We want to create a new column called `title_class`. This is where we will save the results of applying that function to the `title` column in our original dataset:

In [None]:
data['title_class'] = data['title'].apply(classify_title)
data

## Removing those whose total pay for a year is less than $15,000

One big problem is that most people do not join or leave the university on Jan 1st. Most people start in the Fall and end in the Spring, meaning that there are lots of rows from first-year or last-year workers. Because we are interested in what the university is paying workers for a full year, a more robust way to do this is to remove all rows for people making under \\$15,000 a year, the minimum salary for someone working 50% time over 3 quarters. Someone working 30 hours a week at \\$15 an hour for a year would be above this and would be included. Someone who recieves $30,000 a year, but is just paid for one or two quarters would not be included.
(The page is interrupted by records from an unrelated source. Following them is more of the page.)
// [libs/infra/ledger/src/lib.rs]
/*!
 * Persistent work ledger: range-sets, chunks, and tiles over a single
 * SQLite file, coordinated across cooperating orchestrator processes by
 * unique-constraint races rather than external locking.
 *
 * Opening the ledger always runs the full migration sequence — see
 * [`schema`] — so every caller gets a current schema regardless of which
 * version of the binary last wrote to the file.
 */
#![deny(missing_docs)]

/// Chunk allocation and bookkeeping over the ledger.
pub mod chunks;
/// Error types returned by ledger operations.
pub mod errors;
/// Row/model types persisted in the ledger.
pub mod models;
/// Range-set representation and operations.
pub mod rangeset;
/// Schema migrations applied on open.
pub mod schema;
/// Shared helpers used across ledger modules.
pub mod util;

use rusqlite::Connection;
use tracing::{info, instrument};

pub use errors::{LedgerError, Result};

/// Opens (creating if absent) the SQLite ledger at `path` and applies every
/// pending migration.
#[instrument]
pub fn open(path: &str) -> Result<Connection> {
    info!(path, "opening ledger");
    let conn = Connection::open(path).map_err(|e| LedgerError::Connection(e.to_string()))?;
    schema::apply(&conn)?;
    Ok(conn)
}

/// Opens an in-memory ledger — used by tests and by callers exercising the
/// picker/tile logic without touching disk.
pub fn open_in_memory() -> Result<Connection> {
    let conn = Connection::open_in_memory().map_err(|e| LedgerError::Connection(e.to_string()))?;
    schema::apply(&conn)?;
    Ok(conn)
}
One problem with this is that it easily filters out the grad students, most of whose salaries for a full year are less than \\$30,000. However, it does not filter out part-year salaries for those who make more than this. The executive who makes \\$600,000 who joins on Dec 1st of a year would have a reported income of \\$50,000 for that year, which would not be filtered out. This likely means that we are slightly underestimating the income of those who make more than \\$30,000 a year. 

Data cleaning is full of political and value choices!


In [None]:
data.query("title_class == 'GRAD'")['total_pay'].hist(bins=100, figsize=(12,5))

In [None]:
data_cleaned = data.query("total_pay > 15000")

In [None]:
data_2021 = data_cleaned.query("year == 2021")

In [None]:
data_2021['title_class'].value_counts()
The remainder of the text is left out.